• PROBLEM TO WORK ON
Only the lines containing "value" should appear in the answer, copied from the listing below.

• DATA SUPPLIED
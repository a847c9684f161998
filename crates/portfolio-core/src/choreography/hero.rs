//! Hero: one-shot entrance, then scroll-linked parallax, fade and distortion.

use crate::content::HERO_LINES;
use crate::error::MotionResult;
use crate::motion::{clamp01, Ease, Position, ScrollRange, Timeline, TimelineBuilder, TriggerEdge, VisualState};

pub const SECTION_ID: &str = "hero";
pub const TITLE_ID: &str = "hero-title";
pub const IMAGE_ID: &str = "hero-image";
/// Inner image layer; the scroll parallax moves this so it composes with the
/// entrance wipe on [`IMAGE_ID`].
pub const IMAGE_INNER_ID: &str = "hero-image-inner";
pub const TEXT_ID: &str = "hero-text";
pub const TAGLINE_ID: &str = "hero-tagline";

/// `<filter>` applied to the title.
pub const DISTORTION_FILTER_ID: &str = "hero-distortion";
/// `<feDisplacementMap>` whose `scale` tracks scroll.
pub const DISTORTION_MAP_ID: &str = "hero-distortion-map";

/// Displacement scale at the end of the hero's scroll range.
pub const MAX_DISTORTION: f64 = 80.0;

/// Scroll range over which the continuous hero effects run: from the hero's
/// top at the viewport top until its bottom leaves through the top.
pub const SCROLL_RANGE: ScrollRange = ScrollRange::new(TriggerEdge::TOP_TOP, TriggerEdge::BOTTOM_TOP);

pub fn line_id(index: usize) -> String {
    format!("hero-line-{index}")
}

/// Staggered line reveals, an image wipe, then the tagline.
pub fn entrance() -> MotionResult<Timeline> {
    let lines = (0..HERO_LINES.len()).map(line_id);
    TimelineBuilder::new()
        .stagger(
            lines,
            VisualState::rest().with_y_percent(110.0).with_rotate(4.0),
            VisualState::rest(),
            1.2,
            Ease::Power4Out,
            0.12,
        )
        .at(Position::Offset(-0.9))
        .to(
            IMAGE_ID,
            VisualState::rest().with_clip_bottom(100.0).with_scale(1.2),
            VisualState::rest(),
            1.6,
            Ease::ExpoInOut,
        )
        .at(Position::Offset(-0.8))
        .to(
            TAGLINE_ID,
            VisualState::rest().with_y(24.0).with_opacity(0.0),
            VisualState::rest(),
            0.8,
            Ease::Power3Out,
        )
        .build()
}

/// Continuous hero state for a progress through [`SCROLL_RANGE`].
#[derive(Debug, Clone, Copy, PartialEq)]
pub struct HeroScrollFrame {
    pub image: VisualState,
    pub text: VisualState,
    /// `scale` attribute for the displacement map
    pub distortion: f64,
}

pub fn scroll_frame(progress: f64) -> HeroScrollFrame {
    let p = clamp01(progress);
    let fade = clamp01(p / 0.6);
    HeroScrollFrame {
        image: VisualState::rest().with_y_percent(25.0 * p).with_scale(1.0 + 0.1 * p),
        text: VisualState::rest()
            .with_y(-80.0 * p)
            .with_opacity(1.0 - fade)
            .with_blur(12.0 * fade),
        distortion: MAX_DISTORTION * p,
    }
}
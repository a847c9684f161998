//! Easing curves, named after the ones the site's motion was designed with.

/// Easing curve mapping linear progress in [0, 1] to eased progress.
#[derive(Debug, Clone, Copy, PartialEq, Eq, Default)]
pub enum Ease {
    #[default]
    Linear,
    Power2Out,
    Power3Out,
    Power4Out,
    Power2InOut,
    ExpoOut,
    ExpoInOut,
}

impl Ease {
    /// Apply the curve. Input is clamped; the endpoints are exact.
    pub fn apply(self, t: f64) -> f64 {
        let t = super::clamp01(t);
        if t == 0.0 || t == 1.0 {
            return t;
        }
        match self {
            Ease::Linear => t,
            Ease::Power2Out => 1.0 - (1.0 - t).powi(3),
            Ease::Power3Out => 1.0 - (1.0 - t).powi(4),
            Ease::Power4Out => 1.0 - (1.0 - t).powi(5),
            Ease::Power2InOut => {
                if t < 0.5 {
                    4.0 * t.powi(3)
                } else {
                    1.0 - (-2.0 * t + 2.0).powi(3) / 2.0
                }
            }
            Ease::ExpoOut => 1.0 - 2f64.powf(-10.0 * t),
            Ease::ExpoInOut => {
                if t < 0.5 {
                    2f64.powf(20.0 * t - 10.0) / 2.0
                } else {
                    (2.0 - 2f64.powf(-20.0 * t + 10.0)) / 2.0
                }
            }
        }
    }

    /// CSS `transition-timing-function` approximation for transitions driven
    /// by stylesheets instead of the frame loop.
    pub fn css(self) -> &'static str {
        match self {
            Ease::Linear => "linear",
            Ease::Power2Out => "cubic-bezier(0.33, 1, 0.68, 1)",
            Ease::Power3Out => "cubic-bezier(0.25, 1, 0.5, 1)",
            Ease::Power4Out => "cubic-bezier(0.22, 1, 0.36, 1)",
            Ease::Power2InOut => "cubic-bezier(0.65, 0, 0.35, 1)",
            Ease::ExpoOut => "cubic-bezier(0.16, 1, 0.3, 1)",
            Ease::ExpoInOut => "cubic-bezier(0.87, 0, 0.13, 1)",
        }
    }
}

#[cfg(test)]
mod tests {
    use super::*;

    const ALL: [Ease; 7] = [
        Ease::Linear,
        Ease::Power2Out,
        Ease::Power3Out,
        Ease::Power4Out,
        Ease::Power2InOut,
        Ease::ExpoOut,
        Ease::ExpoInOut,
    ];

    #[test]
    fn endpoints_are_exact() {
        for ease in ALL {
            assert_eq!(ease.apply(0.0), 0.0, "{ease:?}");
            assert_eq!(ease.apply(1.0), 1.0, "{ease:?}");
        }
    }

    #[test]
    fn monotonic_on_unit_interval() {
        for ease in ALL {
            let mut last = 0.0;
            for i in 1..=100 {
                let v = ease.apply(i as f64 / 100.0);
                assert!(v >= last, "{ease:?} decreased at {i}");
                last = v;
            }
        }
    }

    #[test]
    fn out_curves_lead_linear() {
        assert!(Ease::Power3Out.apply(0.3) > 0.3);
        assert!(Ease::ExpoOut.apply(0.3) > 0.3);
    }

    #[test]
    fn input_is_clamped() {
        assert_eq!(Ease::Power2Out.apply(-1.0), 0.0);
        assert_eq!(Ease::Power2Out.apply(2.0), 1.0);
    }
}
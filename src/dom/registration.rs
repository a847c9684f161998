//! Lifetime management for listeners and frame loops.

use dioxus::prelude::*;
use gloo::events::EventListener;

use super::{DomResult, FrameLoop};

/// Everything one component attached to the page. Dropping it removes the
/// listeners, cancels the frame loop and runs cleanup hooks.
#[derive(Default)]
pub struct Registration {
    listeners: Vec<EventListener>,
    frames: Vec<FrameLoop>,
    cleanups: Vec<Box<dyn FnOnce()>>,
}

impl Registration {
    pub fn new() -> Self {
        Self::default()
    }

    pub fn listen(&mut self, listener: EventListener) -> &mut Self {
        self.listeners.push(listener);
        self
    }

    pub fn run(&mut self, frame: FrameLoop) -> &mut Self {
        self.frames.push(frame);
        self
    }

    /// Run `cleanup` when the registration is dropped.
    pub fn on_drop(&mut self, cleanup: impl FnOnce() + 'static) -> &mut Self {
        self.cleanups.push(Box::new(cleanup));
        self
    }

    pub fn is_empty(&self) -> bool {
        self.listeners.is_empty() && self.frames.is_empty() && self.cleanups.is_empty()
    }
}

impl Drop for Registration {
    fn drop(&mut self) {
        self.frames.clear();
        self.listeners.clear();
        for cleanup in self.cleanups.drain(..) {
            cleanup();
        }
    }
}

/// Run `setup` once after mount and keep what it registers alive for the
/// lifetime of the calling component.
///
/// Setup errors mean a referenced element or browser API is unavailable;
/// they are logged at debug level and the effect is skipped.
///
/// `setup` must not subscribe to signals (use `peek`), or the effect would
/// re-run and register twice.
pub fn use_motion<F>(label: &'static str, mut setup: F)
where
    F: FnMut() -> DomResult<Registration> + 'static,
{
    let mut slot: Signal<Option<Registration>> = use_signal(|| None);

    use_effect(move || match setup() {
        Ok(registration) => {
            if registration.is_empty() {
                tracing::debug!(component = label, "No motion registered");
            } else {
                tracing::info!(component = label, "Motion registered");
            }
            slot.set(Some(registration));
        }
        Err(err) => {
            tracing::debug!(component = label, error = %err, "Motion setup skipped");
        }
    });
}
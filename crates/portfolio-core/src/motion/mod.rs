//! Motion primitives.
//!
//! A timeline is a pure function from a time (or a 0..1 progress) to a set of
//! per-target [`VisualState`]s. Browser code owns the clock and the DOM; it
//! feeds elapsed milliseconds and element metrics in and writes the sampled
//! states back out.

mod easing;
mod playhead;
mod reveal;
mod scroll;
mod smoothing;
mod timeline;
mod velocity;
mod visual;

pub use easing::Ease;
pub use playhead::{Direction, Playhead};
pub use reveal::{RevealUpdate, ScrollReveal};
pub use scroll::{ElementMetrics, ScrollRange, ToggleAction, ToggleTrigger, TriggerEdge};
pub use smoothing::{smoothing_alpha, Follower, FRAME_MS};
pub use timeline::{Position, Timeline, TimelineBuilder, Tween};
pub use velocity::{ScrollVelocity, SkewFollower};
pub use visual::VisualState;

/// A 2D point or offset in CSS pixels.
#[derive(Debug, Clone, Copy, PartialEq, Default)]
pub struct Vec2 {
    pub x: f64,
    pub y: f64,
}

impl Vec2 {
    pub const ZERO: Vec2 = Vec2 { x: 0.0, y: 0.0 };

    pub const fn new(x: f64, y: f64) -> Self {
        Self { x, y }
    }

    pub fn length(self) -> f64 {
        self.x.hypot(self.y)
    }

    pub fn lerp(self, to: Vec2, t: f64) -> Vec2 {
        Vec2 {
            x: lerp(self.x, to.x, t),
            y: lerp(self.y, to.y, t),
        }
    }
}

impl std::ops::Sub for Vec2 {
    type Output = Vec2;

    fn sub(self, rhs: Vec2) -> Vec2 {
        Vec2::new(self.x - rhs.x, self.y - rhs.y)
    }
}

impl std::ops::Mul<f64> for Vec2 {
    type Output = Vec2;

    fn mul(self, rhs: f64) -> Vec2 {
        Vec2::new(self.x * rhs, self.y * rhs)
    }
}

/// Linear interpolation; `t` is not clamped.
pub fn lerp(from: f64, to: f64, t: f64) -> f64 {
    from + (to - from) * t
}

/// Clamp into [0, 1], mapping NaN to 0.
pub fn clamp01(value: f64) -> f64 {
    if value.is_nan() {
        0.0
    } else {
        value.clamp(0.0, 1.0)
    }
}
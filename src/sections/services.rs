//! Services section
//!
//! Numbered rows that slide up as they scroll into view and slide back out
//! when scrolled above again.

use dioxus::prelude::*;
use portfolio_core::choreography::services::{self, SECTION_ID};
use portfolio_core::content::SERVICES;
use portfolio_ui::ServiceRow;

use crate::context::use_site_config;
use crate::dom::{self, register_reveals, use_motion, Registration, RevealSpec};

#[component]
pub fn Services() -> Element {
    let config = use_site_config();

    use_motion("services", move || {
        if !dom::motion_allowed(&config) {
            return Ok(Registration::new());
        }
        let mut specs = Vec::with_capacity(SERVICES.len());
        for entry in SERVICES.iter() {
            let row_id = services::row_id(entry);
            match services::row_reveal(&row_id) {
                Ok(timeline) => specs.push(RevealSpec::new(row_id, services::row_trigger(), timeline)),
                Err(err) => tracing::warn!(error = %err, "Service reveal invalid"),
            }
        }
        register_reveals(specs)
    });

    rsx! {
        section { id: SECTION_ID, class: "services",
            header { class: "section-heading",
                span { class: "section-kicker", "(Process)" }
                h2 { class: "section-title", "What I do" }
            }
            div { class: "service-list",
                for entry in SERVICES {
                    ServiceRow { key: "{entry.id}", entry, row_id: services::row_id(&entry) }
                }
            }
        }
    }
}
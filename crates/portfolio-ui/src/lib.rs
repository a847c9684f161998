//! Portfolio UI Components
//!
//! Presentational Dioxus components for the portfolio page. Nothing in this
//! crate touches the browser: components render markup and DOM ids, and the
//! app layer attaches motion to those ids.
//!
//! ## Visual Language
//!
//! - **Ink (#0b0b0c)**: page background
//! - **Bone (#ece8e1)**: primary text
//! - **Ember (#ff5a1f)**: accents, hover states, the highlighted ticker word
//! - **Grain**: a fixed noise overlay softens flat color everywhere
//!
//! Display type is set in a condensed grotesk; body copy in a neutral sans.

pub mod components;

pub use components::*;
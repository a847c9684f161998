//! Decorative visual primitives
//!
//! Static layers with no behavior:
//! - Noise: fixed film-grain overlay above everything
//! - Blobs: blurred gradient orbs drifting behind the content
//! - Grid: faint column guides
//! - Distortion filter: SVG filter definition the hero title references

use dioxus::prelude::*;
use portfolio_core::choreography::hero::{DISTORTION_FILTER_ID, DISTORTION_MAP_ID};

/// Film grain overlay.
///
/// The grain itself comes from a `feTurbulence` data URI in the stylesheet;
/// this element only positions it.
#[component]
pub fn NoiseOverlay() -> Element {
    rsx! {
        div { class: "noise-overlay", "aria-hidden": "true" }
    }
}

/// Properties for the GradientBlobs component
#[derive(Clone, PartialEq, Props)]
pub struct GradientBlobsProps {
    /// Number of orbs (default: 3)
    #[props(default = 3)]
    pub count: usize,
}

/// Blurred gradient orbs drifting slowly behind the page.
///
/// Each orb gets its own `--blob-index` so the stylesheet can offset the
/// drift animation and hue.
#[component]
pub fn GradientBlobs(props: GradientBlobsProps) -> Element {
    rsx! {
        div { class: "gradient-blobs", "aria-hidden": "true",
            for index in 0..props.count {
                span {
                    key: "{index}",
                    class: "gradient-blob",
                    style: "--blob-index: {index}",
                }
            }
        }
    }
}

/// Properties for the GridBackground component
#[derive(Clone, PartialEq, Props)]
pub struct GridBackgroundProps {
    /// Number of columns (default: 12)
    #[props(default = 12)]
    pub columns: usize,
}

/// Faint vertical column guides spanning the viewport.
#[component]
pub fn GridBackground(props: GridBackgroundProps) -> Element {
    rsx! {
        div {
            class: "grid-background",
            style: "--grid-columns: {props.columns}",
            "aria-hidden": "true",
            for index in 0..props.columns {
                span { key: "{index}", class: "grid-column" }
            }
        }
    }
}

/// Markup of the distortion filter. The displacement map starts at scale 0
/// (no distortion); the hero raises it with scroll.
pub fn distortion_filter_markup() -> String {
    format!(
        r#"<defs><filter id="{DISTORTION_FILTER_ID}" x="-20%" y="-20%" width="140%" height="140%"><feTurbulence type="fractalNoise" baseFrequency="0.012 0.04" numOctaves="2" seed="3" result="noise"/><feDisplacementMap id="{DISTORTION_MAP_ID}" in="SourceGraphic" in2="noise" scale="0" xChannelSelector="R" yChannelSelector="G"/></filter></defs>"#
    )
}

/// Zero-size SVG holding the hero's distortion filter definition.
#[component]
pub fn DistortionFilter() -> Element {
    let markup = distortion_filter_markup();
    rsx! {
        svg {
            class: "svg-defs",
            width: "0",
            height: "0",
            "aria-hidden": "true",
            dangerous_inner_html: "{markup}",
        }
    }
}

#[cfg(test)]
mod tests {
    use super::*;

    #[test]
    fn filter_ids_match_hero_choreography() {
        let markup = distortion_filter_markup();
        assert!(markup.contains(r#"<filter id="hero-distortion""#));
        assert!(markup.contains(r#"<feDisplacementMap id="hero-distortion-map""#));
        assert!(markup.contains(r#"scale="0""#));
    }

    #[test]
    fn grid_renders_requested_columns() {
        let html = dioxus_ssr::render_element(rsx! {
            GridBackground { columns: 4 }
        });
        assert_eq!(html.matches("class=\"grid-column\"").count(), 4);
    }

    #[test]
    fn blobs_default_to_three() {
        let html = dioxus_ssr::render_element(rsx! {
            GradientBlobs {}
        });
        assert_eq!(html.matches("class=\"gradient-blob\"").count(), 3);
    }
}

• WRITTEN RESPONSE
pub fn clamp01(value: f64) -> f64 {
    if value.is_nan() {
        value.clamp(0.0, 1.0)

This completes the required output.